Instructions to follow. After counting the lines below that contain "ReaderMismatch", reply with that number alone.

Saved entries.
Content starts
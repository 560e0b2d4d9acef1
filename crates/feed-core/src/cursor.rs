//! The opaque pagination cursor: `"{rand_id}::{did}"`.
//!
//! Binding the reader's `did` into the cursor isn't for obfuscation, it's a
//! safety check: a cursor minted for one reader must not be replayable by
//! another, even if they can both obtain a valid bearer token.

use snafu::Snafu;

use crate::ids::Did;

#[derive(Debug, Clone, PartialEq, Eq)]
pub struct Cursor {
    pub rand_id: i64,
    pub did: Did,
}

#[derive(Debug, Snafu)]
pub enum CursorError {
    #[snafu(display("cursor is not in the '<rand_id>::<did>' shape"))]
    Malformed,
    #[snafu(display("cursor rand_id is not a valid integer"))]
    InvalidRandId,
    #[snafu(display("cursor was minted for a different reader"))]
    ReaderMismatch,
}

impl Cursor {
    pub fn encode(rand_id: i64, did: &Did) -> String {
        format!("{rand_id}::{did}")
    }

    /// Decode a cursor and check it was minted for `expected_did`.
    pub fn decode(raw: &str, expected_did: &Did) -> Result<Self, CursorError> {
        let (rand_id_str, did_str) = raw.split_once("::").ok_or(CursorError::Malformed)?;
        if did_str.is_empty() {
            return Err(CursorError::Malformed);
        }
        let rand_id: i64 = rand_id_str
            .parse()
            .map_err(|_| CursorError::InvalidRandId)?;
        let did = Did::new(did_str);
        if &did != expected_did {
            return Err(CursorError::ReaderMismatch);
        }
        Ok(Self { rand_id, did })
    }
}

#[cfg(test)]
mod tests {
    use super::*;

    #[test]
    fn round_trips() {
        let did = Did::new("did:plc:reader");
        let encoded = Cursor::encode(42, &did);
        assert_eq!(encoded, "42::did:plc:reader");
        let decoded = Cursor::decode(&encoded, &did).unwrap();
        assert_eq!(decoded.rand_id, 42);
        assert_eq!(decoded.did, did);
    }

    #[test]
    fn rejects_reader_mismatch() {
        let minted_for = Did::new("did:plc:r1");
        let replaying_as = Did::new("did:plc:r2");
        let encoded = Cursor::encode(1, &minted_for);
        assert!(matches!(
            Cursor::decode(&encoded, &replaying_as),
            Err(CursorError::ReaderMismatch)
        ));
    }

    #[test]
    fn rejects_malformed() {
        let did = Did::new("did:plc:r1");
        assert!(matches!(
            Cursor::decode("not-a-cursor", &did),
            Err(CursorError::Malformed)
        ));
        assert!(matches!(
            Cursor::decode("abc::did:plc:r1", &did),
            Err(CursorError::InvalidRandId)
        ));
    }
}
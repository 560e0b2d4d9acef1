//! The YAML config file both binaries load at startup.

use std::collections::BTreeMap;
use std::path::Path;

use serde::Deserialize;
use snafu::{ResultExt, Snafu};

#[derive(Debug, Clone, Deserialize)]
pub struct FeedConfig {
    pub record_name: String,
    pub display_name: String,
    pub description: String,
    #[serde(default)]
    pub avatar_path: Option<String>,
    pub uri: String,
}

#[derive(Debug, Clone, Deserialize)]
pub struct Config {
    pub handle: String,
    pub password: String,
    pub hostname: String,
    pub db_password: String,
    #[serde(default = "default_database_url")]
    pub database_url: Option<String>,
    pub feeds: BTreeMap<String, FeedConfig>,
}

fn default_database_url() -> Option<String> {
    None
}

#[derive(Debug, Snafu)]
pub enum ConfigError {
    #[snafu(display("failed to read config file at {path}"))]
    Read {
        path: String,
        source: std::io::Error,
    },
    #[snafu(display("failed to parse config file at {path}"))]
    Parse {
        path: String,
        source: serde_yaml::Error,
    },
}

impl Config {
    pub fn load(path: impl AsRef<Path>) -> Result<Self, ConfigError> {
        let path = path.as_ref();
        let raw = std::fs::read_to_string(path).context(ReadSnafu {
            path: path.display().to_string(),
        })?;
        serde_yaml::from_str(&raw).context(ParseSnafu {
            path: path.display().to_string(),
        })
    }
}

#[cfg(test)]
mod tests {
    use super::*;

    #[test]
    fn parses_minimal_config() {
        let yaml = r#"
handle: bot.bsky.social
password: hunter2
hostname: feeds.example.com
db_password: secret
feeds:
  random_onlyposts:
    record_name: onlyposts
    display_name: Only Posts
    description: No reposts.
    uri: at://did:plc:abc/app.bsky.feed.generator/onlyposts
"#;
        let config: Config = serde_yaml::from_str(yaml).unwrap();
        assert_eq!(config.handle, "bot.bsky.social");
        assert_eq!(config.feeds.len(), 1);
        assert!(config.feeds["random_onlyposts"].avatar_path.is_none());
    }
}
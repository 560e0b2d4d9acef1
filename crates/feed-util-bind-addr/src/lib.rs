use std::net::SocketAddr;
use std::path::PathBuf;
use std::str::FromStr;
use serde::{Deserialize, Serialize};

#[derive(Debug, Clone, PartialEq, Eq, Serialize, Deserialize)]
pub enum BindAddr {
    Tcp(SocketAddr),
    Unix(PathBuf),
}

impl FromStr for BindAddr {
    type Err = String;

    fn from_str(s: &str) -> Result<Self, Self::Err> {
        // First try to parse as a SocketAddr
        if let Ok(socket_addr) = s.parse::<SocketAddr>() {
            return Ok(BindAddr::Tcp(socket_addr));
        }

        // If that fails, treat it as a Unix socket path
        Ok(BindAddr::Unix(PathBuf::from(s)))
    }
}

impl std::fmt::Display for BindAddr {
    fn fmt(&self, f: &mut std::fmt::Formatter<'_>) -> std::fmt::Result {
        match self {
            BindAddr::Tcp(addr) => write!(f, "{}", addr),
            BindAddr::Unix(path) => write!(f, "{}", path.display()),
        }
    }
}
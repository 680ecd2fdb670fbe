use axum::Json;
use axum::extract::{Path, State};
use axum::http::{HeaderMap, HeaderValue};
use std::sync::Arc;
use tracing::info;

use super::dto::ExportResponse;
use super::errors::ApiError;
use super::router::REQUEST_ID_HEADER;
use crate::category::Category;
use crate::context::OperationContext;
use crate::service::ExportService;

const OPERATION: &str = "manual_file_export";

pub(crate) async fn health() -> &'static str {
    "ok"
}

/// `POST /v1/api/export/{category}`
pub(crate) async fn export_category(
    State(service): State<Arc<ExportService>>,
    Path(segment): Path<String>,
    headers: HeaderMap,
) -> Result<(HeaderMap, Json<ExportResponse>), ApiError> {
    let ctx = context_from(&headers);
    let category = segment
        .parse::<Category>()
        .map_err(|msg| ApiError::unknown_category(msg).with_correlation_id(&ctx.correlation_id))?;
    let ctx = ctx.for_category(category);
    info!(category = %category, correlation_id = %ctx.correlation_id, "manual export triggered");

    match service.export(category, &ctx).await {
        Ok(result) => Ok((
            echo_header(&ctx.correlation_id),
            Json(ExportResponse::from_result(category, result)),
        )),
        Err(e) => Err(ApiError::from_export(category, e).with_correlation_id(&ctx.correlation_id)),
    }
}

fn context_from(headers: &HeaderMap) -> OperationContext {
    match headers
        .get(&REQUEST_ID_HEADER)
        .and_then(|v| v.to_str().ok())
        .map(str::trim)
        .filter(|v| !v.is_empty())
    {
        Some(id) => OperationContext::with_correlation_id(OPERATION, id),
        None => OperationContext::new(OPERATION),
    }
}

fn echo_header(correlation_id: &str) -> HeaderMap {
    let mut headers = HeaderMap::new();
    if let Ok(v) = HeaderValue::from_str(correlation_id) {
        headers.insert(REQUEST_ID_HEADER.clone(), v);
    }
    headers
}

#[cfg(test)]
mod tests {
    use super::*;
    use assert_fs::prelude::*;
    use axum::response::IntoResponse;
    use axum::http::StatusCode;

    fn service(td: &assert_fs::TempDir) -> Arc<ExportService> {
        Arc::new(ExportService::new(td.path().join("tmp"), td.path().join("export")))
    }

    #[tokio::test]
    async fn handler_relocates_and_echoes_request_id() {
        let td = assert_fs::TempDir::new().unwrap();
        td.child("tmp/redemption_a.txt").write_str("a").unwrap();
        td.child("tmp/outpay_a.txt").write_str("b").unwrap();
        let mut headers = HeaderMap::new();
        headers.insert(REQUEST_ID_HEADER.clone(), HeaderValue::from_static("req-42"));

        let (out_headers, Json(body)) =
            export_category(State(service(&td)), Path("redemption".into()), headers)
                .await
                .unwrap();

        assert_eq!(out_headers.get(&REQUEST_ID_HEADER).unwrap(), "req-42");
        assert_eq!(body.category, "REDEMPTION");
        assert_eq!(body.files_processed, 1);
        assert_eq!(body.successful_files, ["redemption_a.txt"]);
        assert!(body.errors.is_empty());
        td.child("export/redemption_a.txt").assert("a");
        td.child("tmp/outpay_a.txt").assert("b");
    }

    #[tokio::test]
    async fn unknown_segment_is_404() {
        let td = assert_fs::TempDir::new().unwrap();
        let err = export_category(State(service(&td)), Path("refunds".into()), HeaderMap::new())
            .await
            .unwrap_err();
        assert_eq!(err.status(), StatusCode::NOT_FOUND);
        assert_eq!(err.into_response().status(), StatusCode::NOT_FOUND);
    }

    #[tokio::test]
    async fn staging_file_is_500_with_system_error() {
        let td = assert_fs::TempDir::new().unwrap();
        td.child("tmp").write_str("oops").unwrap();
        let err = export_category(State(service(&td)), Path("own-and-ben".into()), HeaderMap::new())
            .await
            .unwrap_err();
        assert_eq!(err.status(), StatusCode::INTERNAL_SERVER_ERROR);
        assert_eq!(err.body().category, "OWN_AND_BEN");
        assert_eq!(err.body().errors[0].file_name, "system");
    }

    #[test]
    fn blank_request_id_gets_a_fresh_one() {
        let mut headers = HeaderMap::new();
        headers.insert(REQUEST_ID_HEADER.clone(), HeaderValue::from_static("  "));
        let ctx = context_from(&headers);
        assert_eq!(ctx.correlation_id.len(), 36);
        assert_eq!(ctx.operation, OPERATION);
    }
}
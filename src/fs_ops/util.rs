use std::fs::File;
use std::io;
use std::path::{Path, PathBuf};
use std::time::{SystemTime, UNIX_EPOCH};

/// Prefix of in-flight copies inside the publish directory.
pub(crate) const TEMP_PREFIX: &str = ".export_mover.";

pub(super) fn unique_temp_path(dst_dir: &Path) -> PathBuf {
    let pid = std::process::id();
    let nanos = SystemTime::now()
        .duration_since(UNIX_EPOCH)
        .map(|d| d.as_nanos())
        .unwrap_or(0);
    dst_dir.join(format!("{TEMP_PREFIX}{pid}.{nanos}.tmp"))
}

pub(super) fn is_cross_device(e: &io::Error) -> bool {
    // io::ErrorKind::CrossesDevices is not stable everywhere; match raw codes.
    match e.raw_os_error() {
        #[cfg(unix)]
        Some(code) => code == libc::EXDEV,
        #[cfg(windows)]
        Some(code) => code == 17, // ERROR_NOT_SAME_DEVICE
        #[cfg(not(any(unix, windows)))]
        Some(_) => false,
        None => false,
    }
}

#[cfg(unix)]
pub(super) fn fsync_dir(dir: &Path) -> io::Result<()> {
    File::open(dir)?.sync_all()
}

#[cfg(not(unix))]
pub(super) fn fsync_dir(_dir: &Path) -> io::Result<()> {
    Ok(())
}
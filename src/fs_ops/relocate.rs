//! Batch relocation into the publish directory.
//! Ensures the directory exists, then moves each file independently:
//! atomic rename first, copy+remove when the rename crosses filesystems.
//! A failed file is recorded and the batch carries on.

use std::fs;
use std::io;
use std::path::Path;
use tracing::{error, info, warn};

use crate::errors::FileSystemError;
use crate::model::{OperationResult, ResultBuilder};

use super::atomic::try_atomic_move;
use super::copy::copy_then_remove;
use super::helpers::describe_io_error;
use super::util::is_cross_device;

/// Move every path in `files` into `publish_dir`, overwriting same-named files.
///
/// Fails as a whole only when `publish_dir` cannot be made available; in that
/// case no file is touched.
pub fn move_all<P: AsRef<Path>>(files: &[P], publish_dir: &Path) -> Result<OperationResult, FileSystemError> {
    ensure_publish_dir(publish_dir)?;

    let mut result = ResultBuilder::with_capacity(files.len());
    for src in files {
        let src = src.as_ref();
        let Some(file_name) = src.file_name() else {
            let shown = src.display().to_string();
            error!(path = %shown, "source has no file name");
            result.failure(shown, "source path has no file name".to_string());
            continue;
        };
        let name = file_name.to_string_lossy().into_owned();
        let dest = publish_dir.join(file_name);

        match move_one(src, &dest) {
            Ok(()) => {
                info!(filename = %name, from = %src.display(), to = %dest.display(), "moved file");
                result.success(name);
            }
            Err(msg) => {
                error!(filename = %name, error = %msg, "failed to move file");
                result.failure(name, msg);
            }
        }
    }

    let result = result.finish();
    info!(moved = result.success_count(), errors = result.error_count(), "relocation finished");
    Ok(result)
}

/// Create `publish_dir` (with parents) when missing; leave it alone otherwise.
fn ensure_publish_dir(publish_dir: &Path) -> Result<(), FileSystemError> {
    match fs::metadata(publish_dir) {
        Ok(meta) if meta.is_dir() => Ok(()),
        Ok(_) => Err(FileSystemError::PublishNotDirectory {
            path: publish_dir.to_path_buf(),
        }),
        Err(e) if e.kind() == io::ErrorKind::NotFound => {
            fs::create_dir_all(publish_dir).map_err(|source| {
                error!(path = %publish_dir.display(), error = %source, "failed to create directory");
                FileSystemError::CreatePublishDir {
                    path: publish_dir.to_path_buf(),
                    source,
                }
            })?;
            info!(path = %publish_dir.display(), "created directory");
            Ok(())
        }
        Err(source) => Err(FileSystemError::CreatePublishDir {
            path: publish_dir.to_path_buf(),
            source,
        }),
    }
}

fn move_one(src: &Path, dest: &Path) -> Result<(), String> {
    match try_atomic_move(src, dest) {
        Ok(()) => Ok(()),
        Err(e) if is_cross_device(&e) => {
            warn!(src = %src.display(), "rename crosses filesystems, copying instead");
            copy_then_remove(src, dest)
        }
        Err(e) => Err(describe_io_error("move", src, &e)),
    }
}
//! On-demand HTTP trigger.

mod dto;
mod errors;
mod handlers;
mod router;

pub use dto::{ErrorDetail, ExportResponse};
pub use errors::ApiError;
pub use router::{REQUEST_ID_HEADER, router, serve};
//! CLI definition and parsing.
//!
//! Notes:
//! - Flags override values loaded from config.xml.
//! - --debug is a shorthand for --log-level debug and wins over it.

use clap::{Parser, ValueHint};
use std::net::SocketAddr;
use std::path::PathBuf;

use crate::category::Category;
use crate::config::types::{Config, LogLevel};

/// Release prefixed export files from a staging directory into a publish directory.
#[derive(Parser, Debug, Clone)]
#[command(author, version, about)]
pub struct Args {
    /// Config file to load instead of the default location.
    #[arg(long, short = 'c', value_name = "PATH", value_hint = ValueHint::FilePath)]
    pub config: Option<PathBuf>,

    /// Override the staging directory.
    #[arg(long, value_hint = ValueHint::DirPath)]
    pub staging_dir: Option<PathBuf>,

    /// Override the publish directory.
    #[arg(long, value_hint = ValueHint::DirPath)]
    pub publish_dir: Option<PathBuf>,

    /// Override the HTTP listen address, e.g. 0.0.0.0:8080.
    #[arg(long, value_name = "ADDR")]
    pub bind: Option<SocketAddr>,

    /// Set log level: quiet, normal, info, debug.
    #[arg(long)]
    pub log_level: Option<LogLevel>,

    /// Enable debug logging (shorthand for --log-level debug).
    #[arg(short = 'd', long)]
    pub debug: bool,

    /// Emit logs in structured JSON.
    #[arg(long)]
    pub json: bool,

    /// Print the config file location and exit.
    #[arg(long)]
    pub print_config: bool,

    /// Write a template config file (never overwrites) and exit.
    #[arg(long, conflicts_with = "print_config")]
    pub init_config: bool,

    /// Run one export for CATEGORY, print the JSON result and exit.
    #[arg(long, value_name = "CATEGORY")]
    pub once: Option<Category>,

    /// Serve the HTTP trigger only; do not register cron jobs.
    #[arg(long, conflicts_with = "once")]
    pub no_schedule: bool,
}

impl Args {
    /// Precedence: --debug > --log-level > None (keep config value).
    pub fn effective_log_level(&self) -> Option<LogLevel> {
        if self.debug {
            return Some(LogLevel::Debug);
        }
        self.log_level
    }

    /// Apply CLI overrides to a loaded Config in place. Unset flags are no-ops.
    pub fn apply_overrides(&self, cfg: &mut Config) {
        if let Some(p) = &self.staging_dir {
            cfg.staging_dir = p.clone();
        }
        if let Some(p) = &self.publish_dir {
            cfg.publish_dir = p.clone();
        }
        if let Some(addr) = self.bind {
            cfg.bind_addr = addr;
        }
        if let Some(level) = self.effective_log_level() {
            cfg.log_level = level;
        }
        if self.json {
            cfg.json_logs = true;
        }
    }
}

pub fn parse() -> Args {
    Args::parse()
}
Content ends
Answer below. 3